What you have to do.
Tell how many lines in these records contain the string "where", with only the number as the reply.

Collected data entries
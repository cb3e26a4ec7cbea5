// Copyright 2025 Cowboy AI, LLC.

//! Fixture value objects shared by the demonstration modules.
//!
//! `User` and `Address` carry no behavior beyond chained construction; they
//! exist so the Option, pipeline, and collector demonstrations have something
//! realistic to project over. Fields that the demonstrations treat as
//! possibly absent are `Option`s.

use serde::{Deserialize, Serialize};

/// A postal address owned by a [`User`]. No validation, compared by value.
#[derive(Debug, Clone, Default, PartialEq, Eq, Serialize, Deserialize)]
pub struct Address {
    /// Country name
    pub country: Option<String>,
    /// Province or state
    pub province: Option<String>,
    /// City name
    pub city: Option<String>,
    /// Street line
    pub street: Option<String>,
}

impl Address {
    /// Create an empty address
    pub fn new() -> Self {
        Self::default()
    }

    /// Set the country
    pub fn country(mut self, country: impl Into<String>) -> Self {
        self.country = Some(country.into());
        self
    }

    /// Set the province
    pub fn province(mut self, province: impl Into<String>) -> Self {
        self.province = Some(province.into());
        self
    }

    /// Set the city
    pub fn city(mut self, city: impl Into<String>) -> Self {
        self.city = Some(city.into());
        self
    }

    /// Set the street
    pub fn street(mut self, street: impl Into<String>) -> Self {
        self.street = Some(street.into());
        self
    }
}

/// A user fixture: identifier plus optional profile fields.
#[derive(Debug, Clone, Default, PartialEq, Eq, Serialize, Deserialize)]
pub struct User {
    /// Numeric identifier
    pub id: u32,
    /// Display name
    pub name: Option<String>,
    /// Job title
    pub job: Option<String>,
    /// Accumulated score
    pub score: Option<i64>,
    /// Hobbies, order-preserving
    pub hobbies: Vec<String>,
    /// Home address
    pub address: Option<Address>,
}

impl User {
    /// Create a user with the given id and nothing else set
    pub fn new(id: u32) -> Self {
        Self {
            id,
            ..Self::default()
        }
    }

    /// Set the name
    pub fn name(mut self, name: impl Into<String>) -> Self {
        self.name = Some(name.into());
        self
    }

    /// Set the job title
    pub fn job(mut self, job: impl Into<String>) -> Self {
        self.job = Some(job.into());
        self
    }

    /// Set the score
    pub fn score(mut self, score: i64) -> Self {
        self.score = Some(score);
        self
    }

    /// Set the hobby list
    pub fn hobbies<I, S>(mut self, hobbies: I) -> Self
    where
        I: IntoIterator<Item = S>,
        S: Into<String>,
    {
        self.hobbies = hobbies.into_iter().map(Into::into).collect();
        self
    }

    /// Set the address
    pub fn address(mut self, address: Address) -> Self {
        self.address = Some(address);
        self
    }
}

#[cfg(test)]
mod tests {
    use super::*;

    #[test]
    fn chained_construction() {
        let user = User::new(1)
            .name("Clark")
            .job("DEV")
            .score(100)
            .hobbies(["reading", "music"])
            .address(Address::new().country("China").city("Shanghai"));

        assert_eq!(user.id, 1);
        assert_eq!(user.name.as_deref(), Some("Clark"));
        assert_eq!(user.hobbies, vec!["reading", "music"]);
        assert_eq!(
            user.address.and_then(|a| a.country).as_deref(),
            Some("China")
        );
    }

    #[test]
    fn fixtures_round_trip_through_json() {
        let user = User::new(2).name("Jeff").job("QA");
        let json = serde_json::to_string(&user).unwrap();
        let back: User = serde_json::from_str(&json).unwrap();
        assert_eq!(back, user);
    }
}
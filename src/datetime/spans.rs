// Copyright 2025 Cowboy AI, LLC.

//! Exact durations and calendar spans.
//!
//! `chrono::Duration` covers exact (clock) intervals; [`CalendarSpan`] covers
//! the calendar-aware year/month/day kind, where "one month" means a
//! different number of days depending on where it lands.

use chrono::{Datelike, Months, NaiveDate};
use serde::{Deserialize, Serialize};

use crate::errors::{PrimerError, PrimerResult};

/// A calendar-aware span of years, months, and days.
///
/// Components are held as given, not normalized against each other, so
/// `1 month minus 15 days` stays `{0y, 1mo, -15d}` — the meaning of the day
/// component depends on the date the span is eventually applied to.
#[derive(Debug, Clone, Copy, Default, PartialEq, Eq, Serialize, Deserialize)]
pub struct CalendarSpan {
    /// Whole years
    pub years: i32,
    /// Whole months, may exceed 12 until normalized by [`between`](Self::between)
    pub months: i32,
    /// Whole days
    pub days: i64,
}

impl CalendarSpan {
    /// A span with the given components
    pub fn new(years: i32, months: i32, days: i64) -> Self {
        Self {
            years,
            months,
            days,
        }
    }

    /// A span of days only
    pub fn of_days(days: i64) -> Self {
        Self::new(0, 0, days)
    }

    /// A span of months only
    pub fn of_months(months: i32) -> Self {
        Self::new(0, months, 0)
    }

    /// A span of years only
    pub fn of_years(years: i32) -> Self {
        Self::new(years, 0, 0)
    }

    /// The normalized calendar span from `start` to `end`; negative in every
    /// component when `end` is earlier.
    pub fn between(start: NaiveDate, end: NaiveDate) -> Self {
        if end < start {
            return -Self::between(end, start);
        }

        let mut months =
            (end.year() - start.year()) * 12 + end.month() as i32 - start.month() as i32;
        let mut anchor = shift_months(start, months);
        if anchor > end {
            months -= 1;
            anchor = shift_months(start, months);
        }
        let days = (end - anchor).num_days();

        Self::new(months / 12, months % 12, days)
    }

    /// Add months to the month component
    pub fn plus_months(mut self, months: i32) -> Self {
        self.months += months;
        self
    }

    /// Add days to the day component
    pub fn plus_days(mut self, days: i64) -> Self {
        self.days += days;
        self
    }

    /// Component-wise difference of two spans
    pub fn minus(self, other: Self) -> Self {
        Self::new(
            self.years - other.years,
            self.months - other.months,
            self.days - other.days,
        )
    }

    /// Apply the span to a date: years and months first (clamped to valid
    /// month ends), then days.
    pub fn added_to(self, date: NaiveDate) -> PrimerResult<NaiveDate> {
        let total_months = self.years * 12 + self.months;
        let shifted = checked_shift_months(date, total_months)
            .ok_or_else(|| PrimerError::invalid_datetime(format!("{date} {total_months:+}mo")))?;
        let with_days = if self.days >= 0 {
            shifted.checked_add_days(chrono::Days::new(self.days as u64))
        } else {
            shifted.checked_sub_days(chrono::Days::new(self.days.unsigned_abs()))
        };
        with_days.ok_or_else(|| {
            PrimerError::invalid_datetime(format!("{shifted} {:+}d", self.days))
        })
    }
}

impl std::ops::Neg for CalendarSpan {
    type Output = Self;

    fn neg(self) -> Self {
        Self::new(-self.years, -self.months, -self.days)
    }
}

fn checked_shift_months(date: NaiveDate, months: i32) -> Option<NaiveDate> {
    if months >= 0 {
        date.checked_add_months(Months::new(months as u32))
    } else {
        date.checked_sub_months(Months::new(months.unsigned_abs()))
    }
}

// Inside `between` the shifted anchor always lies between the two input
// dates, so the checked arithmetic cannot actually fail; fall back to the
// input to keep this total.
fn shift_months(date: NaiveDate, months: i32) -> NaiveDate {
    checked_shift_months(date, months).unwrap_or(date)
}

Result of this task.
3